» PROBLEM TO SOLVE: Take the records below and print them verbatim up to and including the line that carries "pub const CREATE_WORK_RECORD: &str".

» PROVIDED DATA:
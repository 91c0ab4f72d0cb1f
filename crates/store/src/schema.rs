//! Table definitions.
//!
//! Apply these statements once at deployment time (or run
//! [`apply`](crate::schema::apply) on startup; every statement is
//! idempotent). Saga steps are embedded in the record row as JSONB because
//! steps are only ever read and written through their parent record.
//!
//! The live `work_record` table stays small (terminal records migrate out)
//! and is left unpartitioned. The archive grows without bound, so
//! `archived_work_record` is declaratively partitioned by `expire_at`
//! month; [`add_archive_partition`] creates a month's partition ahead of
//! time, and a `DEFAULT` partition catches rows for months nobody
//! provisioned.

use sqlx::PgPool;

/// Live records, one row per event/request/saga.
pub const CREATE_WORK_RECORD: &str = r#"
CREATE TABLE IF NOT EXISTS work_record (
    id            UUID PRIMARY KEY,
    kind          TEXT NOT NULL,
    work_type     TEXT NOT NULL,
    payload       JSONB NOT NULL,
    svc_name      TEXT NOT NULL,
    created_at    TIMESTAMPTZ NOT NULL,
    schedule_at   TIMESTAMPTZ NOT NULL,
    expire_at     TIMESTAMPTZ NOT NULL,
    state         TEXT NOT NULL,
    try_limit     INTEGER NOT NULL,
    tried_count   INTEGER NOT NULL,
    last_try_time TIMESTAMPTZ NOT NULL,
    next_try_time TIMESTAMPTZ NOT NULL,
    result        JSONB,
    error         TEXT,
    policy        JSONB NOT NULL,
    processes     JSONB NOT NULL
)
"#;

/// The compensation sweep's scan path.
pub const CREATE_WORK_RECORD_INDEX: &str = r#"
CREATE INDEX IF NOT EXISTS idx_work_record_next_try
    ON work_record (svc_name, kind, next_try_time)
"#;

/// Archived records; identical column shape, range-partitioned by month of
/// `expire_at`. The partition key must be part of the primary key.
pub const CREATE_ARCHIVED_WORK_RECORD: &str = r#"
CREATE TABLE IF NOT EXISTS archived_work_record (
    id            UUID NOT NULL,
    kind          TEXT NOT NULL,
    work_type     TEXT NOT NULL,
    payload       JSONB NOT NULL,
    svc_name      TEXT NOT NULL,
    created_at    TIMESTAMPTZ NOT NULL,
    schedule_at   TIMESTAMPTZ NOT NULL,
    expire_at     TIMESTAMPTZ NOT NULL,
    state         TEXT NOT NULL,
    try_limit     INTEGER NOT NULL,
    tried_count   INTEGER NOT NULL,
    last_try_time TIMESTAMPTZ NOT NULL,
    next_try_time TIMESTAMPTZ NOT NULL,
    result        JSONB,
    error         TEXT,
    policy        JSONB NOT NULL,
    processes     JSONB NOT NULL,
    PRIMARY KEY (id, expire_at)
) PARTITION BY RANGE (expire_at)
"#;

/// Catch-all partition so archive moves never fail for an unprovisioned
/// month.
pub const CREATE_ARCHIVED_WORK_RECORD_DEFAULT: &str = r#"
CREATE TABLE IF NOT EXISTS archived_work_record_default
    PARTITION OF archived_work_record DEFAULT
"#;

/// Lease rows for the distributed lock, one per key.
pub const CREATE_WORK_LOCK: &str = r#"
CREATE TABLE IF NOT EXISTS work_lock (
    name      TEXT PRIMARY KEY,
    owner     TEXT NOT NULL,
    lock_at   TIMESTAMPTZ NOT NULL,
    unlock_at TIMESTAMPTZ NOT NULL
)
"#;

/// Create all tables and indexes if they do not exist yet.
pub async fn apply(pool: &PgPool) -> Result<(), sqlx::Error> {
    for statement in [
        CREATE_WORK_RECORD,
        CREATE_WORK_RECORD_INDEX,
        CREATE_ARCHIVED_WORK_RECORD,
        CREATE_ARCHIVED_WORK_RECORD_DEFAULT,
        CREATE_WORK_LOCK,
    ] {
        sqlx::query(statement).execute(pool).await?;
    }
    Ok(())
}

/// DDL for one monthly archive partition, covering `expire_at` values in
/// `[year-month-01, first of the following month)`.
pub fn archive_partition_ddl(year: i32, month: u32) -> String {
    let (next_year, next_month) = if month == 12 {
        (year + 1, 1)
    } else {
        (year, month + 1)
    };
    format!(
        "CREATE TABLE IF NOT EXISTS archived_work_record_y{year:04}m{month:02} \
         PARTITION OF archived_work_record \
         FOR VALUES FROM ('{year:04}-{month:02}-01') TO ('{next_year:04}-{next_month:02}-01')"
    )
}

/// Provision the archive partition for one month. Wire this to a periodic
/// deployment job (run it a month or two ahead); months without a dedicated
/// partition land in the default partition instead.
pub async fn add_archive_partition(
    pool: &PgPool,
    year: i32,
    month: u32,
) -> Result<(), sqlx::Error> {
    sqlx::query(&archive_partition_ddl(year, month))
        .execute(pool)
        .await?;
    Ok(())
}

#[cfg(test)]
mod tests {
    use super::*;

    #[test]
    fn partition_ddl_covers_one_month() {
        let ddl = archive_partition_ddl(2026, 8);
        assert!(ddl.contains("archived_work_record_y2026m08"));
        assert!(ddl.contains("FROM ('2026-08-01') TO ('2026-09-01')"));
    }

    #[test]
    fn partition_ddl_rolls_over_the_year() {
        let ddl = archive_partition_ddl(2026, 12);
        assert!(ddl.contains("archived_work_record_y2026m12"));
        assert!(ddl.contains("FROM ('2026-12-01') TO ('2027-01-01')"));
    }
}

» ANSWER FOR THE TASK:
repository 91c0ab4f72d0cb1f
filename crates/store/src/schema.rs
//! Table definitions.
//!
//! Apply these statements once at deployment time (or run
//! [`apply`](crate::schema::apply) on startup; every statement is
//! idempotent). Saga steps are embedded in the record row as JSONB because
//! steps are only ever read and written through their parent record.
//!
//! The live `work_record` table stays small (terminal records migrate out)
//! and is left unpartitioned. The archive grows without bound, so
//! `archived_work_record` is declaratively partitioned by `expire_at`
//! month; [`add_archive_partition`] creates a month's partition ahead of
//! time, and a `DEFAULT` partition catches rows for months nobody
//! provisioned.

use sqlx::PgPool;

/// Live records, one row per event/request/saga.
pub const CREATE_WORK_RECORD: &str = r#"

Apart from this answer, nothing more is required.